MICHIGAN NATIONAL BANK

Docket Nos. 44872, 45942.

Michigan Court of Appeals.

Decided July 19, 1982.

Mika, Meyers, Beckett & Jones, for Michigan Wisconsin Pipeline Company.

Braun, Kendrick, Finkbeiner, Schafer & Murphy, for Michigan National Bank.

William B. Beier, for defendant landowners.

Before: M.J. KELLY, P.J., and BRONSON and R.M. DANIELS,[*] JJ.

BRONSON, J.

Appellants contest the Macomb County Circuit Court's affirmance of probate court decisions holding that the lessee's interests in certain oil and gas leases had expired, those interests reverting to the lessors. This Court granted leave to appeal to both appellants and consolidated the cases for purposes of hearing and disposition.

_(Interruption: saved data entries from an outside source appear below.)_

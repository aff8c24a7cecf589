//! Construction, lane access, and lane permutation.

use crate::{Scalar, SimdType, SimdValue, Value};
use simdjs_rt_core::{Error, Result};
use simdjs_rt_math as math;

/// Converts a lane index argument into a lane index less than `limit`.
///
/// The argument is converted to a Number, which must be an integer: `1.5` and `NaN` are rejected
/// rather than truncated. `-0` is accepted as lane `0`.
///
/// # Errors
///
/// Returns a `RangeError` if the index is not an integer in `0..limit`, or a `TypeError` if it
/// cannot be converted to a Number.
pub fn to_lane_index(limit: usize, lane: &Value) -> Result<usize> {
    let index = lane.to_number()?;
    let length = math::to_length(index);
    let is_integer = index == length;
    match usize::try_from(math::to_int32(index)) {
        Ok(lane) if is_integer && lane < limit => Ok(lane),
        _ => Err(Error::range_error("lane out of bounds")),
    }
}

impl SimdType {
    /// Checks that `a` is a vector of this type, returning a copy of it.
    pub fn check(self, a: &Value) -> Result<SimdValue> {
        self.operand_value(a).copied()
    }

    /// Constructs a vector, casting each of the `args` into the corresponding lane.
    ///
    /// Extra arguments are ignored, and lanes without an argument are zero or `false`.
    pub fn create(self, args: &[Value]) -> Result<SimdValue> {
        SimdValue::try_from_fn(self, |i| match args.get(i) {
            Some(arg) => self.cast_value(arg),
            None => Ok(self.cast(Scalar::I32(0))),
        })
    }

    /// Constructs a vector with every lane set to the cast `scalar`.
    pub fn splat(self, scalar: &Value) -> Result<SimdValue> {
        let lane = self.cast_value(scalar)?;
        Ok(SimdValue::from_fn(self, |_| lane))
    }

    /// Gets the value of the lane at the given index.
    ///
    /// See [`SimdValue::lane_value()`] for how lanes are converted to values.
    pub fn extract_lane(self, a: &SimdValue, lane: &Value) -> Result<Value> {
        let a = self.operand(a)?;
        let index = to_lane_index(self.lane_count(), lane)?;
        Ok(a.lane_value(index))
    }

    /// Returns a copy of `a` with the lane at the given index replaced with the cast
    /// `replacement`.
    pub fn replace_lane(
        self,
        a: &SimdValue,
        lane: &Value,
        replacement: &Value,
    ) -> Result<SimdValue> {
        let a = self.operand(a)?;
        let index = to_lane_index(self.lane_count(), lane)?;
        let replacement = self.cast_value(replacement)?;
        Ok(SimdValue::from_fn(self, |i| {
            if i == index {
                replacement
            } else {
                a.get_lane(i)
            }
        }))
    }

    /// Rearranges the lanes of `a`, where lane `i` of the result is the lane of `a` given by
    /// `lanes[i]`. Missing indices default to `0`.
    pub fn swizzle(self, a: &SimdValue, lanes: &[Value]) -> Result<SimdValue> {
        let a = self.operand(a)?;
        let count = self.lane_count();
        let indices = self.lane_indices(lanes, count)?;
        Ok(SimdValue::from_fn(self, |i| a.get_lane(indices[i])))
    }

    /// Selects lanes from `a` and `b`, where indices less than the lane count refer to `a`, and
    /// the remaining indices refer to `b`. Missing indices default to `0`.
    pub fn shuffle(self, a: &SimdValue, b: &SimdValue, lanes: &[Value]) -> Result<SimdValue> {
        let (a, b) = (self.operand(a)?, self.operand(b)?);
        let count = self.lane_count();
        let indices = self.lane_indices(lanes, count * 2)?;
        Ok(SimdValue::from_fn(self, |i| match indices[i] {
            index if index < count => a.get_lane(index),
            index => b.get_lane(index - count),
        }))
    }

    /// Validates every lane index before any lane of the result is computed.
    fn lane_indices(self, lanes: &[Value], limit: usize) -> Result<[usize; 16]> {
        let mut indices = [0; 16];
        for (index, lane) in indices.iter_mut().zip(lanes).take(self.lane_count()) {
            *index = to_lane_index(limit, lane)?;
        }
        Ok(indices)
    }
}
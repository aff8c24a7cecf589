use crate::{BoundsCheck, BoundsCheckError, Buffer};
use alloc::{boxed::Box, vec::Vec};
use core::cell::Cell;

/// A fixed-length raw byte buffer that can be detached.
///
/// Once detached, the buffer reports a length of zero and every access fails.
pub struct ArrayBuffer {
    bytes: Box<[Cell<u8>]>,
    detached: Cell<bool>,
}

impl ArrayBuffer {
    /// Allocates a zero-filled buffer of `len` bytes.
    pub fn new(len: usize) -> Self {
        Self {
            bytes: core::iter::repeat_with(|| Cell::new(0)).take(len).collect(),
            detached: Cell::new(false),
        }
    }

    /// Allocates a buffer containing a copy of the given bytes.
    pub fn from_bytes(bytes: &[u8]) -> Self {
        Self {
            bytes: bytes.iter().copied().map(Cell::new).collect(),
            detached: Cell::new(false),
        }
    }

    /// Returns `true` if [`ArrayBuffer::detach()`] was called.
    pub fn is_detached(&self) -> bool {
        self.detached.get()
    }

    /// Detaches the buffer, making its contents inaccessible.
    pub fn detach(&self) {
        self.detached.set(true);
        for b in self.bytes.iter() {
            b.set(0);
        }
    }

    /// Copies the contents of the buffer, or returns an empty vector if it is detached.
    pub fn to_vec(&self) -> Vec<u8> {
        if self.is_detached() {
            Vec::new()
        } else {
            self.bytes.iter().map(Cell::get).collect()
        }
    }

    fn contents(&self) -> BoundsCheck<&[Cell<u8>]> {
        if self.is_detached() {
            Err(BoundsCheckError)
        } else {
            Ok(&self.bytes)
        }
    }
}

impl Buffer for ArrayBuffer {
    fn byte_len(&self) -> usize {
        if self.is_detached() {
            0
        } else {
            self.bytes.len()
        }
    }

    fn copy_to_slice(&self, offset: usize, dst: &mut [u8]) -> BoundsCheck<()> {
        Buffer::copy_to_slice(self.contents()?, offset, dst)
    }

    fn copy_from_slice(&self, offset: usize, src: &[u8]) -> BoundsCheck<()> {
        Buffer::copy_from_slice(self.contents()?, offset, src)
    }
}

impl core::fmt::Debug for ArrayBuffer {
    fn fmt(&self, f: &mut core::fmt::Formatter<'_>) -> core::fmt::Result {
        f.debug_struct("ArrayBuffer")
            .field("byte_len", &self.byte_len())
            .field("detached", &self.is_detached())
            .finish_non_exhaustive()
    }
}
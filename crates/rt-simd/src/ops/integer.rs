//! Saturating arithmetic and shifts on integer lanes.

use crate::{SimdType, SimdValue, Value};
use simdjs_rt_core::Result;
use simdjs_rt_math as math;

impl SimdType {
    fn saturating<F>(self, a: &SimdValue, b: &SimdValue, op: F) -> Result<SimdValue>
    where
        F: Fn(i64, i64) -> i64,
    {
        let (a, b) = (self.operand(a)?, self.operand(b)?);
        let (min, max) = self.int_range().ok_or_else(super::unsupported)?;
        a.int_zip(b, |x, y| {
            let exact = op(self.int_lane_value(x), self.int_lane_value(y));
            math::saturate(exact, min, max)
        })
    }

    /// Adds each pair of integer lanes, clamping the sum to the range of the lane type.
    pub fn add_saturate(self, a: &SimdValue, b: &SimdValue) -> Result<SimdValue> {
        self.saturating(a, b, |x, y| x + y)
    }

    /// Subtracts each lane of `b` from the corresponding lane of `a`, clamping the difference to
    /// the range of the lane type.
    pub fn sub_saturate(self, a: &SimdValue, b: &SimdValue) -> Result<SimdValue> {
        self.saturating(a, b, |x, y| x - y)
    }

    /// Converts a shift amount with `ToUint32`, then masks it to the number of bits in a lane.
    fn shift_amount(self, bits: &Value) -> Result<u32> {
        Ok(math::to_uint32(bits.to_number()?) % self.lane_width().bits())
    }

    /// Shifts the bits of each integer lane to the left.
    ///
    /// The shift amount is taken modulo the number of bits in a lane.
    pub fn shift_left_by_scalar(self, a: &SimdValue, bits: &Value) -> Result<SimdValue> {
        let a = self.operand(a)?;
        let bits = self.shift_amount(bits)?;
        a.int_map(|x| i64::from(x) << bits)
    }

    /// Shifts the bits of each integer lane to the right.
    ///
    /// Signed lanes are shifted arithmetically, and unsigned lanes are shifted logically. The
    /// shift amount is taken modulo the number of bits in a lane.
    pub fn shift_right_by_scalar(self, a: &SimdValue, bits: &Value) -> Result<SimdValue> {
        let a = self.operand(a)?;
        let bits = self.shift_amount(bits)?;
        if self.is_unsigned() {
            a.int_map(|x| i64::from(self.unsigned_lane(x) >> bits))
        } else {
            a.int_map(|x| i64::from(x >> bits))
        }
    }
}
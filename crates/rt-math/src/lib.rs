//! Numeric support functions for the `simdjs` vector types.
//!
//! This provides the ECMAScript numeric coercions used when casting values into vector lanes
//! (see [`to_int32()`] and friends), the range-checked narrowing used by lane conversions, and the
//! float lane operations whose semantics differ from Rust's own [`f32`] methods.

#![no_std]
#![cfg_attr(docsrs, feature(doc_auto_cfg))]
#![deny(missing_debug_implementations)]
#![deny(missing_docs)]
#![deny(unreachable_pub)]
#![forbid(unsafe_code)]
#![deny(clippy::std_instead_of_core)]

#[cfg(feature = "std")]
extern crate std;

mod coerce;
mod display;
mod float;
mod narrow;

pub use coerce::{
    to_int16, to_int32, to_int8, to_integer_or_infinity, to_length, to_uint16, to_uint32,
    to_uint8, MAX_SAFE_INTEGER,
};
pub use display::NumberDisplay;
pub use float::{
    f32_max, f32_max_num, f32_min, f32_min_num, reciprocal_approximation,
    reciprocal_sqrt_approximation,
};
pub use narrow::{
    i16_narrow, i16_trunc_f32, i32_narrow, i32_trunc_f32, i8_narrow, i8_trunc_f32, saturate,
    u16_narrow, u16_trunc_f32, u32_narrow, u32_trunc_f32, u8_narrow, u8_trunc_f32,
    LaneConversionError,
};
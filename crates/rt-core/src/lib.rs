//! Provides the foundation for the `simdjs` runtime crates: the error types raised by vector
//! operations and the result types shared between them.
//!
//! The `simdjs-rt-*` crates each provide support for a different aspect of the SIMD.js vector
//! types.

#![no_std]
#![cfg_attr(docsrs, feature(doc_auto_cfg))]
#![deny(missing_debug_implementations)]
#![deny(missing_docs)]
#![deny(unreachable_pub)]
#![forbid(unsafe_code)]
#![deny(clippy::cast_possible_truncation)]
#![deny(clippy::exhaustive_enums)]
#![deny(clippy::exhaustive_structs)]
#![deny(clippy::std_instead_of_core)]

#[cfg(feature = "std")]
extern crate std;

mod error;

pub use error::{Error, ErrorKind, RangeError, Result, TypeError};

/// Error type used when a byte offset into a buffer was out of bounds.
#[derive(Clone, Copy, Debug, Default, Eq, Hash, PartialEq)]
#[allow(clippy::exhaustive_structs)]
pub struct BoundsCheckError;

impl core::fmt::Display for BoundsCheckError {
    fn fmt(&self, f: &mut core::fmt::Formatter<'_>) -> core::fmt::Result {
        f.write_str("out-of-bounds byte offset")
    }
}

#[cfg(feature = "std")]
impl std::error::Error for BoundsCheckError {}

/// Result type used for functions that need to indicate if a byte offset is out of bounds.
pub type BoundsCheck<T> = core::result::Result<T, BoundsCheckError>;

Appellees own land above the Muttonville natural gas field, in Macomb County. They executed oil and gas leases in favor of R.A. Wells in 1961. Wells retained a fractional overriding royalty interest and assigned the working lessee's interest to Michigan Consolidated Gas Company (hereinafter Consolidated). Wells later sold a share of his remaining interest to a buyer represented in this action by Michigan National Bank.

Beginning in 1966, Consolidated developed Muttonville as a natural gas field. It drilled 7 productive wells and 13 dry holes. Consolidated used the natural gas it produced from the field in its public utility business. This arrangement continued into 1973, resulting in substantial royalty payments to defendant lessors. On November 1, 1973, plaintiff, Michigan Wisconsin Pipeline, contracted with Consolidated to purchase Consolidated's various interests in the field, including all of its interests as *79 lessee under the oil and gas leases executed by appellees. This sale was closed on October 30, 1975.

Plaintiff is an interstate gas transmission company. In 1973, plaintiff became interested in using the Muttonville field for the storage of natural gas. To use the field for storage, gas is injected underground and withdrawn when needed. In 1973, 15% of the original gas reserves (approximately 1.6 billion cubic feet) remained in the field. Plaintiff planned to use this gas as "cushion gas". Subsequently, stored gas could thereby be more efficiently withdrawn from underground storage.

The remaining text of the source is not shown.